新型CRISPR工具或能通过将RNA复制到基因组中**修饰基因

2019年11月19日 讯 /生物谷BIOON/ --构成生命蓝图的DNA序列变异对任何物种的健康都是至关重要的，成千上万的DNA突变被认为都会导致疾病，经过几十年的遗传学和分子生物学研究后，如今研究人员在开发能够纠正突变的基因组编辑工具上取得了巨大的进展，但由于工具依赖于复杂和相互竞争的细胞过程，基因编辑的效率和准确性似乎受到了根本性的限制；近日，一项刊登在国际杂志Nature上的研究报告中，研究者Anzalone等人描述了一种“查找并替换”（search-and-replace）的基因组编辑技术，即将两种分子机器相结合来精确改变基因组，该技术对于生物医学科学研究具有直接且深远的影响。

人类对基因组进行改造的努力早于对基因乃至遗传起源的了解，第一个基因组工程依靠自然变异和通过选择性繁殖的人工选择。比如，现代玉米就是通过9000多年前的人工选择，从其野生型祖先-大刍草(Teosinte，墨西哥玉米)进化而来；后来人们意识到DNA序列会影响生命，同时还能利用诱变剂（比如辐射或化学药物）来增强和加速人工进化，这就推动了后代的发展。

图片来源：Randall J. Platt. doi: 10.1038/d41586-019-03392-9

接下来科学家们发现，修复DNA序列错误的细胞过程可能会被劫持，其能允许来自外源性模板的DNA序列在DNA断裂时插入到基因组中，如果DNA被故意破坏，这个过程就会被大大加强，这一发现引发了科学家们20多年来对一种酶类的研究，这种酶类可以在科学家们感兴趣的任意位点来切割DNA，最终研究人员采用了细菌的CRISPR-Cas9系统，其中Cas9酶类能够利用一种定制化的RNA向导来在人类细胞中寻找DNA序列并进行切割。

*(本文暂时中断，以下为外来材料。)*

impl<R: Read, C: FrameCodec> FrameStream<R, C> {
    pub fn new(source: R, codec: C, settings: &StreamSettings) -> Result<Self> {
        let buffer = StreamBuffer::with_capacity(settings.buffer_size)?;
        Ok(Self {
            source,
            codec,
            buffer,
            pcm: Vec::new(),
            descriptor: None,
            source_len: None,
            state: StreamState::Opened,
            low_water_mark: settings.low_water_mark,
            exhausted: false,
            faulted: false,
            position: 0,
            stats: StreamStats::default(),
        })
    }

    /// Total source size, used for the duration estimate.
    pub fn with_source_len(mut self, len: u64) -> Self {
        self.source_len = Some(len);
        self
    }

    #[cfg(test)]
    pub fn state(&self) -> StreamState {
        self.state
    }

    pub fn descriptor(&self) -> Option<&StreamDescriptor> {
        self.descriptor.as_ref()
    }

    pub fn stats(&self) -> StreamStats {
        self.stats
    }

    /// Unread encoded bytes resident in the buffer.
    #[cfg(test)]
    pub fn buffered(&self) -> usize {
        self.buffer.available()
    }

    pub fn end_reason(&self) -> EndReason {
        match self.state {
            StreamState::Stopped => EndReason::Stopped,
            _ if self.faulted => EndReason::SourceFault,
            _ => EndReason::EndOfStream,
        }
    }

    /// Compact and top the buffer up from the source.
    ///
    /// Returns `false` when nothing could be added: the source is exhausted,
    /// has failed, or the buffer has no free space.
    pub fn refill(&mut self) -> bool {
        if self.exhausted || self.faulted {
            return false;
        }
        match self.buffer.fill_from(&mut self.source) {
            Ok(fill) => {
                self.exhausted = fill.eof;
                if fill.added > 0 {
                    self.stats.refills += 1;
                }
                fill.added > 0
            }
            Err(e) => {
                log::warn!("Source read failed at byte {}: {}, ending stream", self.position, e);
                self.faulted = true;
                false
            }
        }
    }

    /// Decode the next frame.
    ///
    /// Returns `None` once the stream has reached a terminal state.
    pub fn next_block(&mut self) -> Option<DecodedBlock<'_>> {
        let samples = self.step()?;
        let descriptor = self.descriptor.as_ref()?;
        Some(DecodedBlock {
            samples: &self.pcm[..samples],
            descriptor,
        })
    }

    /// Stop the stream; later steps yield nothing.
    pub fn stop(&mut self) {
        if !self.state.is_terminal() {
            self.state = StreamState::Stopped;
        }
    }

    /// Hand every decoded block to `on_block` until the stream ends or the
    /// consumer returns `false`.
    ///
    /// Fails with [`PlaybackError::NoDecodableFrames`] when input ran out
    /// before a single frame decoded.
    pub fn drive<F>(&mut self, mut on_block: F) -> Result<EndReason>
    where
        F: FnMut(DecodedBlock<'_>) -> bool,
    {
        while let Some(samples) = self.step() {
            let Some(descriptor) = self.descriptor.as_ref() else {
                break;
            };
            let block = DecodedBlock {
                samples: &self.pcm[..samples],
                descriptor,
            };
            if !on_block(block) {
                self.stop();
                return Ok(EndReason::Stopped);
            }
            if self.buffer.available() < self.low_water_mark && !self.exhausted {
                self.refill();
            }
        }

        match self.state {
            StreamState::Error => Err(PlaybackError::NoDecodableFrames),
            _ => Ok(self.end_reason()),
        }
    }

    /// Run the stream to completion, collecting all PCM into one buffer.
    pub fn decode_to_end(mut self, policy: GrowthPolicy, input_len: usize) -> Result<DecodedPcm> {
        let mut pcm = PcmAccumulator::new(policy, input_len)?;
        let mut failure = None;

        let reason = self.drive(|block| match pcm.extend(block.samples) {
            Ok(()) => true,
            Err(e) => {
                failure = Some(e);
                false
            }
        });
        if let Some(e) = failure {
            return Err(e);
        }
        reason?;

        let descriptor = self.descriptor.ok_or(PlaybackError::NoDecodableFrames)?;
        if pcm.growths() > 0 {
            log::debug!("Batch decode outgrew its estimate {} times", pcm.growths());
        }
        Ok(DecodedPcm {
            samples: pcm.finish(),
            descriptor,
            stats: self.stats,
        })
    }

    /// One state transition: produce the sample count of the next decoded
    /// frame, or `None` when the stream is over.
    fn step(&mut self) -> Option<usize> {
        if self.state.is_terminal() {
            return None;
        }

        loop {
            let Some(offset) = self.codec.find_sync(self.buffer.unread()) else {
                // A marker may straddle the end of the resident bytes.
                let resident = self.buffer.available();
                let keep = self.codec.sync_len().saturating_sub(1).min(resident);
                self.skip(resident - keep);
                if !self.refill() {
                    return self.finish();
                }
                continue;
            };
            self.skip(offset);
            if self.state == StreamState::Opened {
                self.state = StreamState::Synced;
            }

            let header = match self.codec.parse_header(self.buffer.unread()) {
                Ok(header) => header,
                Err(FrameError::Underflow) => {
                    self.on_underflow();
                    continue;
                }
                Err(FrameError::Corrupt) => {
                    log::debug!("False sync at byte {}", self.position);
                    self.skip(1);
                    continue;
                }
            };

            if self.pcm.len() < header.output_samples {
                let extra = header.output_samples - self.pcm.len();
                if self.pcm.try_reserve_exact(extra).is_err() {
                    log::error!("Cannot allocate {} PCM samples for frame", header.output_samples);
                    self.state = StreamState::Error;
                    return None;
                }
                self.pcm.resize(header.output_samples, 0);
            }

            match self.codec.decode_frame(self.buffer.unread(), &mut self.pcm) {
                Ok(frame) => {
                    let consumed = frame.consumed.max(1);
                    self.buffer.consume(consumed);
                    self.position += consumed as u64;
                    self.stats.frames += 1;
                    if self.descriptor.is_none() {
                        self.capture_descriptor(&header);
                    }

                    let samples = frame.samples.min(self.pcm.len());
                    if samples == 0 {
                        continue;
                    }
                    self.stats.samples += samples as u64;
                    return Some(samples);
                }
                Err(FrameError::Underflow) => self.on_underflow(),
                Err(FrameError::Corrupt) => {
                    log::debug!("Corrupt frame at byte {}, resyncing", self.position);
                    self.skip(1);
                }
            }
        }
    }

    /// The frame at the cursor is incomplete. Pull more input, or when none
    /// can arrive (full buffer, exhausted source) treat the sync as false.
    fn on_underflow(&mut self) {
        if !self.buffer.is_full() && self.refill() {
            return;
        }
        log::debug!("Frame at byte {} cannot complete, skipping", self.position);
        self.skip(1);
    }

    fn capture_descriptor(&mut self, header: &FrameHeader) {
        let descriptor = StreamDescriptor::from_header(header, self.source_len);
        log::info!(
            "Stream format: rate={}, ch={}, bitrate={}bps, duration={:?}",
            descriptor.sample_rate,
            descriptor.channels,
            descriptor.bit_rate,
            descriptor.duration,
        );
        self.descriptor = Some(descriptor);
        self.state = StreamState::Streaming;
    }

    fn skip(&mut self, n: usize) {
        let n = n.min(self.buffer.available());
        self.buffer.consume(n);
        self.position += n as u64;
        self.stats.skipped_bytes += n as u64;
    }

    fn finish(&mut self) -> Option<usize> {
        let leftover = self.buffer.available();
        self.skip(leftover);
        self.state = if self.stats.frames == 0 {
            StreamState::Error
        } else {
            StreamState::EndOfStream
        };
        log::debug!(
            "Stream ended at byte {}: frames={}, skipped={}",
            self.position,
            self.stats.frames,
            self.stats.skipped_bytes,
        );
        None
    }
}

/// Whole-stream decode output.
#[derive(Debug, Clone)]
pub struct DecodedPcm {
    pub samples: Vec<i16>,
    pub descriptor: StreamDescriptor,
    pub stats: StreamStats,
}

/// Format of the first frame plus the header it came from.
#[derive(Debug, Clone, Copy)]
pub struct Probe {
    pub descriptor: StreamDescriptor,
    pub header: FrameHeader,
}

/// Read at most `probe_size` leading bytes and parse the first frame header
/// found in them. No frame is decoded.
pub fn probe<R: Read, C: FrameCodec + ?Sized>(
    source: &mut R,
    codec: &C,
    probe_size: usize,
    source_len: Option<u64>,
) -> Result<Probe> {
    let mut buffer = StreamBuffer::with_capacity(probe_size)?;
    if let Err(e) = buffer.fill_from(source) {
        log::warn!("Probe read failed: {}", e);
        return Err(PlaybackError::NoFrameFound);
    }

    let mut data = buffer.unread();
    while let Some(offset) = codec.find_sync(data) {
        data = &data[offset..];
        match codec.parse_header(data) {
            Ok(header) => {
                return Ok(Probe {
                    descriptor: StreamDescriptor::from_header(&header, source_len),
                    header,
                });
            }
            Err(FrameError::Underflow) => break,
            Err(FrameError::Corrupt) => data = &data[1..],
        }
    }
    Err(PlaybackError::NoFrameFound)
}
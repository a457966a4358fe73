//! ALSA PCM playback device setup.

use alsa::pcm::{Access, Format, HwParams, PCM, State};
use alsa::{Direction, ValueOr};
use anyhow::{Context, Result};

/// Parameters negotiated with the ALSA hardware.
#[derive(Debug, Clone, Copy, PartialEq, Eq)]
pub struct PlaybackParams {
    /// Actual sample rate after negotiation
    pub sample_rate: u32,
    pub channels: u32,
    /// Period size in frames (one frame = channels × 2 bytes)
    pub period_size: usize,
    /// Ring size in frames
    pub buffer_size: usize,
}

/// Open `device` for interleaved S16LE playback.
///
/// The rate is negotiated to the nearest the hardware supports; the channel
/// count must be supported exactly.
pub fn open_playback(
    device: &str,
    sample_rate: u32,
    channels: u32,
    period_size: Option<usize>,
) -> Result<(PCM, PlaybackParams)> {
    let pcm = PCM::new(device, Direction::Playback, false)
        .with_context(|| format!("Failed to open PCM device '{}' for playback", device))?;

    {
        let hwp = HwParams::any(&pcm).context("Failed to initialize HwParams")?;
        hwp.set_access(Access::RWInterleaved)?;
        hwp.set_format(Format::S16LE)?;
        hwp.set_channels(channels)
            .with_context(|| format!("Device '{}' does not support {} channels", device, channels))?;
        hwp.set_rate_near(sample_rate, ValueOr::Nearest)?;
        if let Some(ps) = period_size {
            hwp.set_period_size_near(ps as alsa::pcm::Frames, ValueOr::Nearest)?;
        }
        pcm.hw_params(&hwp)?;
    }

    let params = {
        let hwp = pcm.hw_params_current()?;
        PlaybackParams {
            sample_rate: hwp.get_rate()?,
            channels: hwp.get_channels()?,
            period_size: hwp.get_period_size()? as usize,
            buffer_size: hwp.get_buffer_size()? as usize,
        }
    };

    if params.sample_rate != sample_rate {
        log::warn!(
            "ALSA playback: requested {} Hz, hardware gave {} Hz; no resampling is done",
            sample_rate,
            params.sample_rate,
        );
    }
    log::info!(
        "ALSA Playback: device={}, rate={}, channels={}, period_size={}, buffer_size={}",
        device,
        params.sample_rate,
        params.channels,
        params.period_size,
        params.buffer_size,
    );

    Ok((pcm, params))
}

/// Bring a PCM back to a writable state after an XRUN or suspend.
pub fn recover(pcm: &PCM) -> Result<()> {
    match pcm.state() {
        State::Suspended => {
            if pcm.resume().is_err() {
                pcm.prepare().context("Failed to prepare PCM after suspend")?;
            }
        }
        _ => pcm.prepare().context("Failed to prepare PCM")?,
    }
    Ok(())
}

CRISPR-Cas9系统能够帮助所有研究人员对基因组进行编辑，这引发了生物医学研究领域的一场革命，然而最终其也仅仅是一把能够切割DNA的分子剪刀，由于对DNA的切割对细胞会带来致命性的作用，因此必须通过许多独立途径中的一种对其进行紧急修复；在基因组编辑的背景下，研究者所想得到的结果常常是通过DNA来指导修复，从而实现更加精确地编辑，但大多数细胞更喜欢利用另一种机制，在这种机制中，DNA模板会被忽略，而DNA的两个断裂末端并不会被完美地缝合在一起，这或许就是基因组编辑的主要限制。

过去几年，研究人员重点集中在将不完美的平衡转化为精确的基因编辑，其中一种有效的策略就是对DNA进行编辑而不切断双螺旋中的两条DNA链，双链的断裂时导致不完美编辑的主要原因，在这方面的一个里程碑就是对碱基编辑的发展，在该过程中，只切割一条DNA链的Cas9酶能与另一种酶类相结合，然而，碱基编辑的技术限制及需要修改的不仅仅是单个DNA碱基，意味着科学家们仍然迫切需要开发出新型的基因编辑方法。

为此，研究者Anzalone等人开发出了一种名为prime编辑(prime editing)的新型基因编辑技术，该技术依赖于一种混合分子机器，其包括一个改良版本的Cas9，其金辉切割两条DNA链中的一条，和一个转录酶，同时会在切割位点安装新的和可定制的DNA；这种组合与酵母中自然发生的过程非常相似，在酵母中，与RNA序列相对应的DNA会通过逆转录酶整合到基因组中去。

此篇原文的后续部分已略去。